# 1970 Colt Cobra in nickel



## steves1017 (Feb 9, 2008)

Gentlemen....picked up a Colt Cobra in nickel, dating to 1970....with what looks like factory Colt pearlized grips and
gold medallion. It also came with Tyler grip adaptor. The finish is near 100%. I gave $450 for it, but the Blue
Book indicates quite a bit more....especially in nickel. Any feedback on this is appreciated! I'll try to post pics.


----------



## steves1017 (Feb 9, 2008)

Img_2598


----------



## Vodoun da Vinci (Apr 6, 2007)

Sweet find!! :smt1099

I can't see the picture and I'm *dying* for the visual...how'd you get it so cheap?

VoDoo


----------



## steves1017 (Feb 9, 2008)

Voodoo.....I don't know how to post pics here. Will try to send a couple via your email address, if available


----------



## Vodoun da Vinci (Apr 6, 2007)

The easiest way to post a pix is to host it on the web (like at Photobucket...Photo and image hosting, free photo galleries, photo editing) and then insert it into your post.

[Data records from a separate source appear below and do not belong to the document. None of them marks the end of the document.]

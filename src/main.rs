use std::sync::Arc;

use axum::{extract::State, middleware, routing::get, Json, Router};
use tokio::net::TcpListener;
use tower_http::trace::TraceLayer;
use tracing_subscriber::EnvFilter;

use forum_realtime::adapters::auth::JwtSessionValidator;
use forum_realtime::adapters::broker::RedisMessageBroker;
use forum_realtime::adapters::http::middleware::{auth_middleware, AuthState};
use forum_realtime::adapters::websocket::{
    websocket_router, ConnectionRegistry, ConnectionSettings, GatewayState,
};
use forum_realtime::config::{AppConfig, LogFormat};
use forum_realtime::ports::MessageBroker;

#[tokio::main]
async fn main() -> Result<(), Box<dyn std::error::Error>> {
    let config = AppConfig::load()?;
    config.validate()?;

    init_tracing(&config);

    tracing::info!(
        version = env!("CARGO_PKG_VERSION"),
        environment = ?config.server.environment,
        "forum-realtime starting"
    );

    let broker: Arc<dyn MessageBroker> = Arc::new(RedisMessageBroker::connect(&config.redis).await?);
    let validator: AuthState = Arc::new(JwtSessionValidator::from_config(&config.auth));
    let registry = Arc::new(ConnectionRegistry::new());

    let origin_policy = config.realtime.origin_policy();
    if !origin_policy.has_allowlist() {
        tracing::warn!(
            dev_origin = %config.realtime.dev_origin,
            "No origin allowlist configured; accepting the development origin and same-origin requests"
        );
    }

    let gateway = GatewayState::new(
        Arc::clone(&registry),
        broker,
        origin_policy,
        ConnectionSettings::from_config(&config.realtime),
    );

    let app = Router::new()
        .route("/health", get(health).with_state(Arc::clone(&registry)))
        .merge(websocket_router().with_state(gateway))
        .layer(middleware::from_fn_with_state(validator, auth_middleware))
        .layer(TraceLayer::new_for_http());

    let addr = config.server.socket_addr()?;
    let listener = TcpListener::bind(addr).await?;
    tracing::info!(%addr, "Listening");

    axum::serve(listener, app)
        .with_graceful_shutdown(shutdown_signal(registry))
        .await?;

    tracing::info!("forum-realtime stopped");
    Ok(())
}

fn init_tracing(config: &AppConfig) {
    let filter = EnvFilter::try_from_default_env()
        .or_else(|_| EnvFilter::try_new(&config.server.log_level))
        .unwrap_or_else(|_| EnvFilter::new("info"));

    match config.server.log_format {
        LogFormat::Json => tracing_subscriber::fmt()
            .json()
            .with_env_filter(filter)
            .init(),
        LogFormat::Pretty => tracing_subscriber::fmt().with_env_filter(filter).init(),
    }
}

async fn health(State(registry): State<Arc<ConnectionRegistry>>) -> Json<serde_json::Value> {
    Json(serde_json::json!({
        "status": "ok",
        "connections": registry.len()
    }))
}

/// Resolves on Ctrl-C or SIGTERM after closing every live socket, so the
/// server can drain.
async fn shutdown_signal(registry: Arc<ConnectionRegistry>) {
    let ctrl_c = async {
        if let Err(e) = tokio::signal::ctrl_c().await {
            tracing::error!(error = %e, "Failed to listen for Ctrl-C");
            std::future::pending::<()>().await;
        }
    };

    #[cfg(unix)]
    let terminate = async {
        match tokio::signal::unix::signal(tokio::signal::unix::SignalKind::terminate()) {
            Ok(mut signal) => {
                signal.recv().await;
            }
            Err(e) => {
                tracing::error!(error = %e, "Failed to listen for SIGTERM");
                std::future::pending::<()>().await;
            }
        }
    };

    #[cfg(not(unix))]
    let terminate = std::future::pending::<()>();

    tokio::select! {
        _ = ctrl_c => {}
        _ = terminate => {}
    }

    tracing::info!("Shutdown signal received, closing realtime connections");
    registry.shutdown().await;
}
//! WebSocket gateway: per-user sockets bridged to broker topics.
//!
//! # Architecture
//!
//! ```text
//!   CRUD handler ──EventPublisher──► MessageBroker (Redis pub/sub)
//!                                          │
//!                      one private subscription per connection
//!                                          ▼
//! ┌─────────────────────────────────────────────────────────────────────┐
//! │                       ConnectionRegistry                            │
//! │   user-a → Connection      user-b → Connection      ...             │
//! │            ├── write_loop   (broker → socket)                       │
//! │            ├── read_loop    (subscribe / unsubscribe, pong)         │
//! │            └── keepalive    (ping)                                  │
//! └─────────────────────────────────────────────────────────────────────┘
//! ```
//!
//! # Components
//!
//! - [`connection`] - one socket, its subscription handle and topic set
//! - [`registry`] - at most one live connection per user
//! - [`tasks`] - read, write and keepalive loops
//! - [`handler`] - axum upgrade handler and router

pub mod connection;
pub mod handler;
pub mod registry;
pub mod tasks;

pub use connection::{CloseReason, Connection, ConnectionError, ConnectionSettings, CLOSE_REPLACED};
pub use handler::{run_connection, websocket_router, ws_handler, GatewayError, GatewayState};
pub use registry::ConnectionRegistry;
//! Wire format for events placed on a topic.
//!
//! ```json
//! {"type":"new_post","data":{"id":"post-1"},"timestamp":"2025-01-10T00:00:00.000000000Z"}
//! ```

use serde::{Deserialize, Serialize};
use serde_json::{json, Value as JsonValue};

use crate::domain::foundation::Timestamp;

use super::event_types;

/// Sent when a relayed frame cannot be serialized at all.
pub const FALLBACK_FRAME: &str = r#"{"type":"message","data":null}"#;

/// An event as published to the broker and relayed to clients.
#[derive(Debug, Clone, PartialEq, Serialize, Deserialize)]
pub struct EventEnvelope {
    #[serde(rename = "type")]
    pub event_type: String,
    pub data: JsonValue,
    pub timestamp: Timestamp,
}

impl EventEnvelope {
    /// Creates an envelope stamped with the current time.
    pub fn new(event_type: impl Into<String>, data: JsonValue) -> Self {
        Self {
            event_type: event_type.into(),
            data,
            timestamp: Timestamp::now(),
        }
    }

    pub fn to_json(&self) -> Result<String, serde_json::Error> {
        serde_json::to_string(self)
    }

    /// Parses a broker payload, accepting only well-formed envelopes.
    ///
    /// A well-formed envelope is an object with a non-empty `type`, a
    /// `data` member (which may be `null`) and an RFC3339 `timestamp`.
    pub fn parse(raw: &str) -> Option<Self> {
        serde_json::from_str::<EventEnvelope>(raw)
            .ok()
            .filter(|envelope| !envelope.event_type.is_empty())
    }
}

/// Produces the text frame a connection writes for one broker payload.
///
/// Envelopes pass through untouched. Anything else is wrapped as a generic
/// `message` event with the original payload under `data.payload`.
pub fn relay_frame(raw: &str) -> String {
    if EventEnvelope::parse(raw).is_some() {
        return raw.to_string();
    }

    let payload = serde_json::from_str::<JsonValue>(raw)
        .unwrap_or_else(|_| JsonValue::String(raw.to_string()));

    EventEnvelope::new(event_types::MESSAGE, json!({ "payload": payload }))
        .to_json()
        .unwrap_or_else(|_| FALLBACK_FRAME.to_string())
}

If you can't set up a Photobucket account you can email me the pix and I'll host if fer ya. We *gots* to have pix of these things, ya know? :smt048

VooDoo


----------



## steves1017 (Feb 9, 2008)

A fellow came by my table at a gun show, said he had shopped the Colt in half of the hall, but the dealers would look at it, then
hand it back to him. (He was asking $550). I asked him how much he would take and he said $450, so here we are. The timing
was off when I checked it later, so I took it to my gunsmith and he worked over the arm which contacts the cylinder sprocket,
and now it indexes fine in double action. But still curious about the value....if I can just figure out how to transfer my pics
to this website!


----------



## steves1017 (Feb 9, 2008)




----------



## steves1017 (Feb 9, 2008)




----------



## Vodoun da Vinci (Apr 6, 2007)

All the pix on the is site need to be uploaded to the Web and have an address....if you upload the picture to Photobucket (or any online hosting service you prefer!) you'll be able to copy a URL. A URL is an address by which we can all find the picture.

It'll look like this: http://i1347.photobucket.com/albums/p709/VodoundaVinci/ColtModelMTypeIV_zps264bb0a8.jpg

There are a bunch of tools at the top of yer Reply window...third one from the right is "insert image". Once you host the picture online and copy the address, you just click "insert image" and paste the address in...










If you find images on this website, try right clicking on them and you'll find information about where they are hosted....if you can't get it going, there is a help section for this site and admin. will guide you thru the process. You'll love it once you get the hang of it!

VooDoo


----------



## steves1017 (Feb 9, 2008)

[/URL][/IMG]


----------



## steves1017 (Feb 9, 2008)

Just listed this on Gunbroker.com.


----------